In life, there are certain things you can predict i.e. the weather, the day of the week, or maybe even if a pair of pants will fit. However, while life does offer us a few glimpses of predictability, there are still an array of life’s wonders that continue to mystify us. One being none other than menopause. Although menopause and everything come with it (hot flashes, anyone?) may be a predictable aspect of life, knowing when it will happen is not. But as it turns out, there are actually a number of factors that could affect the age of onset of menopause and the determination of the quality of life in menopause, according to research.
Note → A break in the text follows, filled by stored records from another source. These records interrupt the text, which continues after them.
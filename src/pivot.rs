use crate::bucket::{CategoryBucketer, ViewMode};
use crate::calc;
use crate::model::{AttendanceRecap, StudentAttendanceRecord};
use serde::Serialize;
use std::collections::{BTreeMap, HashMap};

/// Flattened per-gender learner count for one category and group.
#[derive(Debug, Clone, PartialEq, Eq)]
pub struct HeadcountRow {
    pub category_id: i64,
    pub category_name: String,
    pub group_name: String,
    pub gender: String,
    pub total_users: u32,
}

#[derive(Debug, Clone, PartialEq, Eq)]
pub struct CensusRow {
    pub category_id: i64,
    pub category_name: String,
    pub group_id: String,
    pub group_name: String,
    pub gender: String,
    pub total_users: u32,
}

#[derive(Debug, Clone, Copy, PartialEq, Eq)]
enum GenderSlot {
    Male,
    Female,
    Other,
}

fn gender_slot(raw: &str) -> GenderSlot {
    match raw.trim().to_ascii_uppercase().as_str() {
        "L" => GenderSlot::Male,
        "P" => GenderSlot::Female,
        _ => GenderSlot::Other,
    }
}

#[derive(Debug, Clone, Copy, Default, PartialEq, Eq, Serialize)]
pub struct GenderCounts {
    pub male: u32,
    pub female: u32,
    pub total: u32,
}

impl GenderCounts {
    fn add(&mut self, gender: &str, n: u32) {
        match gender_slot(gender) {
            GenderSlot::Male => self.male = self.male.saturating_add(n),
            GenderSlot::Female => self.female = self.female.saturating_add(n),
            GenderSlot::Other => {}
        }
        self.total = self.total.saturating_add(n);
    }

    fn merge(&mut self, other: &GenderCounts) {
        self.male = self.male.saturating_add(other.male);
        self.female = self.female.saturating_add(other.female);
        self.total = self.total.saturating_add(other.total);
    }
}

#[derive(Debug, Clone, PartialEq, Serialize)]
#[serde(rename_all = "camelCase")]
pub struct StatRow {
    /// `None` on the grand-total row.
    pub category_id: Option<i64>,
    pub category_name: String,
    #[serde(flatten)]
    pub counts: GenderCounts,
}

#[derive(Debug, Clone, PartialEq, Serialize)]
#[serde(rename_all = "camelCase")]
pub struct HeadcountPivot {
    pub rows: Vec<StatRow>,
    pub grand_total: StatRow,
}

pub fn pivot_headcount(
    rows: &[HeadcountRow],
    bucketer: &CategoryBucketer,
    view: ViewMode,
) -> HeadcountPivot {
    let mut buckets: BTreeMap<i64, StatRow> = BTreeMap::new();
    for row in rows {
        let (id, name) = bucketer.resolve(row.category_id, &row.category_name, view);
        buckets
            .entry(id)
            .or_insert_with(|| StatRow {
                category_id: Some(id),
                category_name: name,
                counts: GenderCounts::default(),
            })
            .counts
            .add(&row.gender, row.total_users);
    }

    let rows: Vec<StatRow> = buckets.into_values().collect();
    let mut grand = GenderCounts::default();
    for r in &rows {
        grand.merge(&r.counts);
    }
    HeadcountPivot {
        rows,
        grand_total: StatRow {
            category_id: None,
            category_name: "Total".to_string(),
            counts: grand,
        },
    }
}

#[derive(Debug, Clone, Copy, Default, PartialEq, Eq, Serialize)]
#[serde(rename_all = "camelCase")]
pub struct CensusCounts {
    pub count_male: u32,
    pub count_female: u32,
    pub count_total: u32,
}

impl CensusCounts {
    pub fn merge(&mut self, other: &CensusCounts) {
        self.count_male = self.count_male.saturating_add(other.count_male);
        self.count_female = self.count_female.saturating_add(other.count_female);
        self.count_total = self.count_total.saturating_add(other.count_total);
    }

    fn add(&mut self, gender: &str, n: u32) {
        match gender_slot(gender) {
            GenderSlot::Male => self.count_male = self.count_male.saturating_add(n),
            GenderSlot::Female => self.count_female = self.count_female.saturating_add(n),
            GenderSlot::Other => {}
        }
        self.count_total = self.count_total.saturating_add(n);
    }
}

#[derive(Debug, Clone, PartialEq, Eq, Serialize)]
#[serde(rename_all = "camelCase")]
pub struct GroupRef {
    pub id: String,
    pub name: String,
}

#[derive(Debug, Clone, PartialEq, Eq, Serialize)]
#[serde(rename_all = "camelCase")]
pub struct CategoryRef {
    pub id: i64,
    pub name: String,
}

/// Group × category learner counts. A missing cell means nothing was recorded,
/// which is not the same as a recorded zero.
#[derive(Debug, Clone, PartialEq, Serialize)]
#[serde(rename_all = "camelCase")]
pub struct CensusPivot {
    pub groups: Vec<GroupRef>,
    pub categories: Vec<CategoryRef>,
    pub matrix: BTreeMap<i64, BTreeMap<String, CensusCounts>>,
}

impl CensusPivot {
    pub fn row_total(&self, category_id: i64) -> CensusCounts {
        let mut out = CensusCounts::default();
        if let Some(by_group) = self.matrix.get(&category_id) {
            for c in by_group.values() {
                out.merge(c);
            }
        }
        out
    }

    pub fn column_total(&self, group_id: &str) -> CensusCounts {
        let mut out = CensusCounts::default();
        for by_group in self.matrix.values() {
            if let Some(c) = by_group.get(group_id) {
                out.merge(c);
            }
        }
        out
    }

    pub fn grand_total(&self) -> CensusCounts {
        let mut out = CensusCounts::default();
        for by_group in self.matrix.values() {
            for c in by_group.values() {
                out.merge(c);
            }
        }
        out
    }
}

pub fn pivot_census(rows: &[CensusRow], bucketer: &CategoryBucketer, view: ViewMode) -> CensusPivot {
    let mut groups: Vec<GroupRef> = Vec::new();
    let mut categories: BTreeMap<i64, String> = BTreeMap::new();
    let mut matrix: BTreeMap<i64, BTreeMap<String, CensusCounts>> = BTreeMap::new();

    for row in rows {
        let (cat_id, cat_name) = bucketer.resolve(row.category_id, &row.category_name, view);
        categories.entry(cat_id).or_insert(cat_name);
        if !groups.iter().any(|g| g.id == row.group_id) {
            groups.push(GroupRef {
                id: row.group_id.clone(),
                name: row.group_name.clone(),
            });
        }
        matrix
            .entry(cat_id)
            .or_default()
            .entry(row.group_id.clone())
            .or_default()
            .add(&row.gender, row.total_users);
    }

    CensusPivot {
        groups,
        categories: categories
            .into_iter()
            .map(|(id, name)| CategoryRef { id, name })
            .collect(),
        matrix,
    }
}

/// Recap-level aggregates derived when a recap is written.
#[derive(Debug, Clone, Copy, PartialEq, Serialize)]
#[serde(rename_all = "camelCase")]
pub struct AttendanceTotals {
    pub meeting_count: u32,
    pub generus_count: u32,
    pub present_amount: u32,
    pub present_percentage: f64,
    pub permission_amount: u32,
    pub permission_percentage: f64,
    pub absent_amount: u32,
    pub absent_percentage: f64,
}

fn clamp_u32(n: u64) -> u32 {
    u32::try_from(n).unwrap_or(u32::MAX)
}

/// Percentages are taken against every possible attendance slot
/// (`meeting_count × generus_count`), not against meetings alone. Amounts are
/// summed as `u64` and saturate at `u32::MAX` when stored.
pub fn summarize_attendance(meeting_count: u32, students: &[StudentAttendanceRecord]) -> AttendanceTotals {
    let generus_count = clamp_u32(students.len() as u64);
    let slots = f64::from(meeting_count) * students.len() as f64;
    let present: u64 = students.iter().map(|s| u64::from(s.present_count)).sum();
    let permission: u64 = students.iter().map(|s| u64::from(s.permission_count)).sum();
    let absent: u64 = students.iter().map(|s| u64::from(s.absent_count)).sum();
    AttendanceTotals {
        meeting_count,
        generus_count,
        present_amount: clamp_u32(present),
        present_percentage: calc::percentage(present as f64, slots),
        permission_amount: clamp_u32(permission),
        permission_percentage: calc::percentage(permission as f64, slots),
        absent_amount: clamp_u32(absent),
        absent_percentage: calc::percentage(absent as f64, slots),
    }
}

#[derive(Debug, Clone, PartialEq, Serialize)]
#[serde(rename_all = "camelCase")]
pub struct StudentAttendanceRow {
    pub student_id: String,
    pub name: String,
    pub present: u32,
    pub permission: u32,
    pub absent: u32,
    pub total: u64,
    pub percent_present: f64,
}

#[derive(Debug, Clone, PartialEq, Serialize)]
#[serde(rename_all = "camelCase")]
pub struct AttendanceTable {
    pub recap_id: String,
    pub rows: Vec<StudentAttendanceRow>,
    pub totals: AttendanceTotals,
}

fn student_row(s: &StudentAttendanceRecord) -> StudentAttendanceRow {
    let total = s.total();
    StudentAttendanceRow {
        student_id: s.student_id.clone(),
        name: s.name_snapshot.clone(),
        present: s.present_count,
        permission: s.permission_count,
        absent: s.absent_count,
        total,
        percent_present: calc::percentage(f64::from(s.present_count), total as f64),
    }
}

/// Per-student detail rows for one recap. The recap-level totals are copied from
/// the stored aggregate; averaging the per-student percentages would lose the
/// slot weighting.
///
/// With a roster, rows follow roster order and ids the recap does not know are skipped.
pub fn pivot_attendance_table(recap: &AttendanceRecap, roster: Option<&[String]>) -> AttendanceTable {
    let rows = match roster {
        None => recap.raw_data.attendances.iter().map(student_row).collect(),
        Some(ids) => {
            let by_id: HashMap<&str, &StudentAttendanceRecord> = recap
                .raw_data
                .attendances
                .iter()
                .map(|s| (s.student_id.as_str(), s))
                .collect();
            ids.iter()
                .filter_map(|id| by_id.get(id.as_str()).copied())
                .map(student_row)
                .collect()
        }
    };

    AttendanceTable {
        recap_id: recap.id.clone(),
        rows,
        totals: AttendanceTotals {
            meeting_count: recap.meeting_count,
            generus_count: recap.generus_count,
            present_amount: recap.present_amount,
            present_percentage: recap.present_percentage,
            permission_amount: recap.permission_amount,
            permission_percentage: recap.permission_percentage,
            absent_amount: recap.absent_amount,
            absent_percentage: recap.absent_percentage,
        },
    }
}
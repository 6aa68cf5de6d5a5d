mod test_support;

use serde_json::json;
use test_support::{request, request_err, request_ok, seed_village, spawn_sidecar, temp_dir};

#[test]
fn router_dispatch_smoke_covers_handler_families() {
    let workspace = temp_dir("kbmrecap-router-smoke");
    let (_child, mut stdin, mut reader) = spawn_sidecar();

    let health = request_ok(&mut stdin, &mut reader, "1", "health", json!({}));
    assert!(health.get("workspacePath").map(|v| v.is_null()).unwrap_or(false));

    // Workspace-bound methods refuse to run before a workspace is selected.
    assert_eq!(
        request_err(&mut stdin, &mut reader, "2", "villages.list", json!({})),
        "no_workspace"
    );

    let _ = request_ok(
        &mut stdin,
        &mut reader,
        "3",
        "workspace.select",
        json!({ "path": workspace.to_string_lossy() }),
    );
    let seed = seed_village(&mut stdin, &mut reader);

    let families = [
        ("4", "setup.get", json!({})),
        ("5", "villages.list", json!({})),
        ("6", "groups.list", json!({ "villageId": seed.village_id })),
        ("7", "categories.list", json!({})),
        ("8", "materialCategories.list", json!({})),
        ("9", "generus.list", json!({ "groupId": seed.alpha_id })),
        ("10", "stats.headcount", json!({})),
        ("11", "stats.census", json!({ "villageId": seed.village_id })),
        (
            "12",
            "reports.cell",
            json!({ "groupId": seed.alpha_id, "categoryId": 1, "period": "2024-05" }),
        ),
        (
            "13",
            "reports.villageMatrix",
            json!({ "villageId": seed.village_id, "month": 5, "year": 2024 }),
        ),
    ];
    for (id, method, params) in families {
        let _ = request_ok(&mut stdin, &mut reader, id, method, params);
    }

    assert_eq!(
        request_err(&mut stdin, &mut reader, "14", "nope.method", json!({})),
        "not_implemented"
    );
    // Unknown names inside a known family must not reach a neighbouring handler.
    assert_eq!(
        request_err(
            &mut stdin,
            &mut reader,
            "14b",
            "generus.remove",
            json!({ "groupId": seed.alpha_id }),
        ),
        "not_implemented"
    );
    assert_eq!(
        request_err(
            &mut stdin,
            &mut reader,
            "15",
            "reports.villageMatrix",
            json!({ "villageId": seed.village_id, "period": "2024-13" }),
        ),
        "bad_params"
    );
    assert_eq!(
        request_err(
            &mut stdin,
            &mut reader,
            "16",
            "reports.villageMatrix",
            json!({ "villageId": "missing", "period": "2024-05" }),
        ),
        "not_found"
    );

    let listed = request(&mut stdin, &mut reader, "17", "villages.list", json!({}));
    let villages = listed
        .pointer("/result/villages")
        .and_then(|v| v.as_array())
        .expect("villages");
    assert_eq!(villages.len(), 1);
    assert_eq!(villages[0]["name"], "Sukamaju");
}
Of course, every woman is different, therefore making it difficult to predict the exact age that all women will start menopause, but according to the National Library of Medicine, a number of studies can provide insight into what may affect the onset age of menopause. “There are several factors in play as to when menopausal symptoms start to show,” says Dr. Anna Cabeca, a triple-board certified OBGYN based in Dallas and author of The Hormone Fix, Keto-Green 16, and MenuPause. Reproductive health is a factor, but so is your overall lifestyle. She adds, “Ask yourself ‘Am I active? Do I work out regularly? Am I following a healthy diet?’” Read below to see what else she and medical organizations had to say about the factors that could determine when you start menopause.
“Menopause is highly hereditary,” says Dr. Cabeca. “Genetics encompass 50% of the onset age, and how challenging or less challenging of an experience it will be for a woman. Your genetics are essential to determining how a woman will fare through this transition and beyond,” she adds. The North American Menopause Society (NAMS) also states that women in North America will likely experience natural menopause between ages 40 and 58, averaging around age 51. Some women, however, reach this phase in their 30s, others in their 60s.
What is also important to understand is that depending on when you become menopausal, it can put you more or less at risk for other health issues down the line. Dr. Cabeca notes that earlier menopausal onset is linked to lower bone density and a greater chance of developing osteoporosis, but in exchange, it may put you at a lower risk of developing hormone-sensitive cancers.
Reproductive health surgeries
“Reproductive health surgeries will have a direct impact on menopause onset and can override your genetic predisposition,” says Dr. Cabeca. “If you undergo a hysterectomy and remove one or two ovaries, it will have a direct impact on your hormone production and trigger your progesterone and estrogen to dip. If you remove both ovaries, it will lead to what we refer to as surgical menopause onset.” She notes that this is one of the reasons why in most recent years, doctors have stopped removing ovaries when performing a hysterectomy unless absolutely necessary, as they’re trying to preserve the natural flow of a woman’s aging process as much as possible.
Use of tobacco
While we know smoking is bad for your overall health, smokers also tend to go through menopause 1-2 years earlier than non-smokers (they also have worse hot flashes!). One study published in Tobacco Control found that active smoking and SHS (secondhand smoking) exposure are associated with an increased risk of infertility and natural menopause occurring before the age of 50 years, compared with women who never smoked.
Age of menarche
Menarche refers to the first occurrence of menstruation. Findings from some studies suggest that early menarche and nulliparity (refers to a condition or state in which a woman has never given birth to a child, or has never carried a pregnancy), are associated with early menopause, however overall the evidence is mixed. However, after studying 51,450 postmenopausal women, the Human Reproduction Journal found that early menarche (age 11 or younger) is a risk factor for early menopause.
Number of pregnancies
A November 2021 study asked if age at natural menopause increases with the increasing number of childbirths. The study found that the age at menopause increased with an increasing number of childbirths up to three childbirths; however, there was no further increase in age at menopause beyond three childbirths. It’s important to note that several studies have reported that women with no or one childbirth are at increased risk of early menopause. This study did not study the risk of early menopause, but it did find that women with no or one childbirth are overrepresented among women with early menopause.